You might have missed it, but the prohibition against employers with federal contracts asking about a job applicant’s criminal history—part of a defense funding bill signed in late 2019—took effect in the last days of 2021.
The “ban-the-box” provision was inserted into the National Defense Authorization Act for fiscal year 2020 and signed by former President Donald Trump. It means that federal contractors can no longer inquire about an applicant’s criminal history before extending a conditional job offer. It is intended to make it easier for people with a criminal record to gain employment.
The Fair Chance Act, which encompassed the ban-the-box provision, went into effect Dec. 20, 2021.
Exceptions to the law include positions related to law enforcement and national security duties, jobs requiring access to classified information, and roles required by law to reveal criminal history information before the conditional offer stage.

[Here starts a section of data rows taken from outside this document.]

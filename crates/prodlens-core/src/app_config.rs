use std::net::SocketAddr;
use std::path::PathBuf;

#[derive(Debug, Clone, PartialEq, Eq)]
pub enum Environment {
    Development,
    Test,
    Production,
}

impl std::fmt::Display for Environment {
    fn fmt(&self, f: &mut std::fmt::Formatter<'_>) -> std::fmt::Result {
        match self {
            Environment::Development => write!(f, "development"),
            Environment::Test => write!(f, "test"),
            Environment::Production => write!(f, "production"),
        }
    }
}

/// Where product data comes from.
#[derive(Debug, Clone, Copy, PartialEq, Eq)]
pub enum ProviderMode {
    /// The thin backend proxy (`prodlens-server` or a compatible service).
    Backend,
    /// Perplexity's chat-completions API, queried directly.
    Perplexity,
    /// Built-in sample data; no network access.
    Fixture,
}

impl std::fmt::Display for ProviderMode {
    fn fmt(&self, f: &mut std::fmt::Formatter<'_>) -> std::fmt::Result {
        match self {
            ProviderMode::Backend => write!(f, "backend"),
            ProviderMode::Perplexity => write!(f, "perplexity"),
            ProviderMode::Fixture => write!(f, "fixture"),
        }
    }
}

impl std::str::FromStr for ProviderMode {
    type Err = String;

    fn from_str(s: &str) -> Result<Self, Self::Err> {
        match s.trim().to_ascii_lowercase().as_str() {
            "backend" => Ok(ProviderMode::Backend),
            "perplexity" => Ok(ProviderMode::Perplexity),
            "fixture" | "mock" => Ok(ProviderMode::Fixture),
            other => Err(format!(
                "unknown provider '{other}'; expected backend, perplexity, or fixture"
            )),
        }
    }
}

#[derive(Clone)]
pub struct AppConfig {
    pub env: Environment,
    pub bind_addr: SocketAddr,
    pub log_level: String,
    pub provider: ProviderMode,
    pub backend_url: String,
    pub perplexity_api_key: Option<String>,
    pub perplexity_url: String,
    pub perplexity_model: String,
    pub perplexity_temperature: f32,
    pub perplexity_max_tokens: u32,
    pub search_recency_filter: String,
    pub request_timeout_secs: u64,
    pub user_agent: String,
    pub settings_path: PathBuf,
    pub catalog_path: PathBuf,
}

impl std::fmt::Debug for AppConfig {
    fn fmt(&self, f: &mut std::fmt::Formatter<'_>) -> std::fmt::Result {
        f.debug_struct("AppConfig")
            .field("env", &self.env)
            .field("bind_addr", &self.bind_addr)
            .field("log_level", &self.log_level)
            .field("provider", &self.provider)
            .field("backend_url", &self.backend_url)
            .field(
                "perplexity_api_key",
                &self.perplexity_api_key.as_ref().map(|_| "[redacted]"),
            )
            .field("perplexity_url", &self.perplexity_url)
            .field("perplexity_model", &self.perplexity_model)
            .field("perplexity_temperature", &self.perplexity_temperature)
            .field("perplexity_max_tokens", &self.perplexity_max_tokens)
            .field("search_recency_filter", &self.search_recency_filter)
            .field("request_timeout_secs", &self.request_timeout_secs)
            .field("user_agent", &self.user_agent)
            .field("settings_path", &self.settings_path)
            .field("catalog_path", &self.catalog_path)
            .finish()
    }
}
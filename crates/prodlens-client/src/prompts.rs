//! Prompt text sent to the LLM provider.

pub(crate) const COMPARE_SYSTEM: &str = "You are a product comparison expert. Provide detailed, \
accurate comparisons between products in a structured JSON format. Include specific metrics, \
pros/cons, and target user information.";

pub(crate) const FIND_SYSTEM: &str = "You are a product recommendation expert. Find and recommend \
products based on user criteria. Return results in a structured JSON array format with detailed \
product information.";

pub(crate) const UPDATES_SYSTEM: &str = "You are a product news and updates expert. Provide the \
latest information about products in a specific category. Return results in a structured JSON \
array format.";

pub(crate) fn compare_prompt(product1: &str, product2: &str) -> String {
    format!(
        "Compare these products in detail: \"{product1}\" and \"{product2}\". Include: price \
ranges, key features, performance metrics, pros and cons, and which types of users each product \
is best for. Format the response as JSON with the following structure: {{ \"product1\": {{ \
\"name\", \"price\", \"rating\", \"keyFeatures\", \"pros\", \"cons\", \"idealFor\" }}, \
\"product2\": {{ same structure }}, \"comparisonMetrics\": [{{ \"name\", \"product1Score\", \
\"product2Score\" }}] }}"
    )
}

pub(crate) fn find_prompt(criteria: &str) -> String {
    format!(
        "Find products that match these criteria: {criteria}. For each product, provide the \
name, a brief description, key features, approximate price range, brand, category, rating (1-5), \
release date, and pros/cons. Limit to 5 best matches. Format the response as a JSON array with \
objects having the following properties: id, name, description, price, features (array), \
category, brand, rating, releaseDate, imageUrl."
    )
}

pub(crate) fn updates_prompt(category: &str) -> String {
    format!(
        "Find the latest product updates, news, and trends for the {category} category. Include \
new releases, price changes, comparison studies, and buying guides. For each update, provide a \
title, brief description, date, category, image URL, source, and link. Format the response as a \
JSON array with objects having the following properties: id, title, description, date, category, \
imageUrl, source, url."
    )
}
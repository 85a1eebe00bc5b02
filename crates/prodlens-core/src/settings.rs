//! Locally persisted user settings.
//!
//! [`LocalStore`] is a flat string key-value file (JSON object of strings)
//! written through on every change. [`Settings`] is the typed view over the
//! two keys the application uses.

use std::collections::BTreeMap;
use std::path::{Path, PathBuf};

use crate::CoreError;

/// Store key holding the provider API key.
pub const API_KEY_KEY: &str = "perplexity_api_key";
/// Store key holding the JSON-encoded list of subscribed categories.
pub const SUBSCRIPTIONS_KEY: &str = "subscribed_categories";

#[derive(Debug)]
pub struct LocalStore {
    path: PathBuf,
    entries: BTreeMap<String, String>,
}

impl LocalStore {
    /// Opens the store at `path`. A missing file is an empty store.
    ///
    /// # Errors
    ///
    /// Returns [`CoreError::StoreIo`] if the file exists but cannot be read,
    /// or [`CoreError::StoreParse`] if it is not a JSON object of strings.
    pub fn open(path: impl Into<PathBuf>) -> Result<Self, CoreError> {
        let path = path.into();
        let entries = match std::fs::read_to_string(&path) {
            Ok(raw) if raw.trim().is_empty() => BTreeMap::new(),
            Ok(raw) => serde_json::from_str(&raw).map_err(|e| CoreError::StoreParse {
                path: path.display().to_string(),
                source: e,
            })?,
            Err(e) if e.kind() == std::io::ErrorKind::NotFound => BTreeMap::new(),
            Err(e) => {
                return Err(CoreError::StoreIo {
                    path: path.display().to_string(),
                    source: e,
                })
            }
        };
        Ok(Self { path, entries })
    }

    /// Like [`LocalStore::open`], but a file that is not a JSON object of
    /// strings is treated as empty. It is replaced on the next write.
    ///
    /// # Errors
    ///
    /// Returns [`CoreError::StoreIo`] if the file exists but cannot be read.
    pub fn open_or_empty(path: impl Into<PathBuf>) -> Result<Self, CoreError> {
        let path = path.into();
        match Self::open(path.clone()) {
            Err(CoreError::StoreParse { source, .. }) => {
                tracing::warn!(
                    path = %path.display(),
                    error = %source,
                    "ignoring unreadable settings file; it will be replaced on next save"
                );
                Ok(Self {
                    path,
                    entries: BTreeMap::new(),
                })
            }
            other => other,
        }
    }

    #[must_use]
    pub fn path(&self) -> &Path {
        &self.path
    }

    #[must_use]
    pub fn get(&self, key: &str) -> Option<&str> {
        self.entries.get(key).map(String::as_str)
    }

    /// # Errors
    ///
    /// Returns [`CoreError::StoreIo`] if the file cannot be written.
    pub fn set(&mut self, key: &str, value: impl Into<String>) -> Result<(), CoreError> {
        self.entries.insert(key.to_string(), value.into());
        self.flush()
    }

    /// # Errors
    ///
    /// Returns [`CoreError::StoreIo`] if the file cannot be written.
    pub fn remove(&mut self, key: &str) -> Result<(), CoreError> {
        if self.entries.remove(key).is_some() {
            self.flush()?;
        }
        Ok(())
    }

    /// Writes to a sibling temp file and renames it over the store.
    fn flush(&self) -> Result<(), CoreError> {
        let io_err = |e: std::io::Error| CoreError::StoreIo {
            path: self.path.display().to_string(),
            source: e,
        };

        if let Some(parent) = self.path.parent().filter(|p| !p.as_os_str().is_empty()) {
            std::fs::create_dir_all(parent).map_err(io_err)?;
        }

        let body = serde_json::to_string_pretty(&self.entries).map_err(|e| {
            CoreError::StoreParse {
                path: self.path.display().to_string(),
                source: e,
            }
        })?;

        let tmp = self.path.with_extension("json.tmp");
        std::fs::write(&tmp, body).map_err(io_err)?;
        std::fs::rename(&tmp, &self.path).map_err(io_err)?;
        Ok(())
    }
}

#[derive(Debug, Clone, Copy, PartialEq, Eq)]
pub enum SubscriptionChange {
    Subscribed,
    Unsubscribed,
    Unchanged,
}

/// Typed settings read from a [`LocalStore`].
#[derive(Debug, Clone, Default, PartialEq, Eq)]
pub struct Settings {
    pub api_key: Option<String>,
    pub subscribed_categories: Vec<String>,
}

impl Settings {
    /// Reads settings from `store`. A corrupt subscription list is treated as
    /// empty rather than failing startup.
    #[must_use]
    pub fn load(store: &LocalStore) -> Self {
        let api_key = store
            .get(API_KEY_KEY)
            .map(str::trim)
            .filter(|k| !k.is_empty())
            .map(str::to_string);

        let subscribed_categories = match store.get(SUBSCRIPTIONS_KEY) {
            Some(raw) => serde_json::from_str::<Vec<String>>(raw).unwrap_or_else(|e| {
                tracing::warn!(
                    path = %store.path().display(),
                    error = %e,
                    "ignoring unreadable subscription list"
                );
                Vec::new()
            }),
            None => Vec::new(),
        };

        Self {
            api_key,
            subscribed_categories,
        }
    }

    /// Stores a trimmed API key. Blank input is ignored and returns `false`.
    ///
    /// # Errors
    ///
    /// Returns [`CoreError::StoreIo`] if the store cannot be written.
    pub fn set_api_key(&mut self, store: &mut LocalStore, key: &str) -> Result<bool, CoreError> {
        let key = key.trim();
        if key.is_empty() {
            return Ok(false);
        }
        store.set(API_KEY_KEY, key)?;
        self.api_key = Some(key.to_string());
        Ok(true)
    }

    #[must_use]
    pub fn is_subscribed(&self, category: &str) -> bool {
        self.subscribed_categories.iter().any(|c| c == category)
    }

    /// Flips the subscription state of `category` and persists the list.
    ///
    /// # Errors
    ///
    /// Returns [`CoreError::StoreIo`] if the store cannot be written.
    pub fn toggle_subscription(
        &mut self,
        store: &mut LocalStore,
        category: &str,
    ) -> Result<SubscriptionChange, CoreError> {
        if self.is_subscribed(category) {
            self.unsubscribe(store, category)
        } else {
            self.subscribe(store, category)
        }
    }

    /// # Errors
    ///
    /// Returns [`CoreError::StoreIo`] if the store cannot be written.
    pub fn subscribe(
        &mut self,
        store: &mut LocalStore,
        category: &str,
    ) -> Result<SubscriptionChange, CoreError> {
        if self.is_subscribed(category) {
            return Ok(SubscriptionChange::Unchanged);
        }
        self.subscribed_categories.push(category.to_string());
        self.persist_subscriptions(store)?;
        Ok(SubscriptionChange::Subscribed)
    }

    /// # Errors
    ///
    /// Returns [`CoreError::StoreIo`] if the store cannot be written.
    pub fn unsubscribe(
        &mut self,
        store: &mut LocalStore,
        category: &str,
    ) -> Result<SubscriptionChange, CoreError> {
        if !self.is_subscribed(category) {
            return Ok(SubscriptionChange::Unchanged);
        }
        self.subscribed_categories.retain(|c| c != category);
        self.persist_subscriptions(store)?;
        Ok(SubscriptionChange::Unsubscribed)
    }

    fn persist_subscriptions(&self, store: &mut LocalStore) -> Result<(), CoreError> {
        let encoded = serde_json::to_string(&self.subscribed_categories).map_err(|e| {
            CoreError::StoreParse {
                path: store.path().display().to_string(),
                source: e,
            }
        })?;
        store.set(SUBSCRIPTIONS_KEY, encoded)
    }
}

“The law also prohibits contractors from seeking such information from other sources,” said Laura Mitchell, an attorney in the Denver office of Jackson Lewis. “It does not apply to job openings unrelated to federal contract work.”
More specific guidance is expected to be released by the Office of Personnel Management (OPM) later this month. OPM will also establish a reporting process for violations and a penalties scheme.
Experts said the law won’t require major changes for many contractors because they already navigate a patchwork of similar state laws across the U.S. Numerous states and localities bar employers from requiring job applicants to disclose a criminal record before a job offer has been extended.
“Ban-the-box laws affect many parts of the hiring and employment process,” Mitchell said. “Employers should review and revise, if necessary, their hiring practices, application forms, checklists, policies and procedures to ensure compliance. Employers also should provide periodic training to those involved in recruiting and hiring processes.”
She added that employers should also keep their obligations under the Fair Credit Reporting Act in mind if they plan to obtain criminal history reports from third-party vendors. “Employers should follow best practices, such as engaging in an individualized assessment, where appropriate, of any disclosed criminal history prior to making any employment decisions.”
If criminal history is flagged during the hiring process, guidance issued by the U.S. Equal Employment Opportunity Commission (EEOC) in 2012 advises employers on how to proceed.
“An employer can demonstrate an exclusion meets the job-related standard by conducting a targeted screen based on the three ‘Green’ factors taken from the federal
Green v. Missouri Pacific Railroad decision,” said Brian Barger, an attorney with McGuireWoods in Charlotte, N.C.
The Green factors include analyzing:
- The nature and gravity of the offense.
- The time elapsed since the offense or completion of the sentence.
- The nature of the job.
“Evaluating these factors and conducting an individualized assessment can help guard against potential violations of the federal nondiscrimination statutes the EEOC enforces,” Barger said.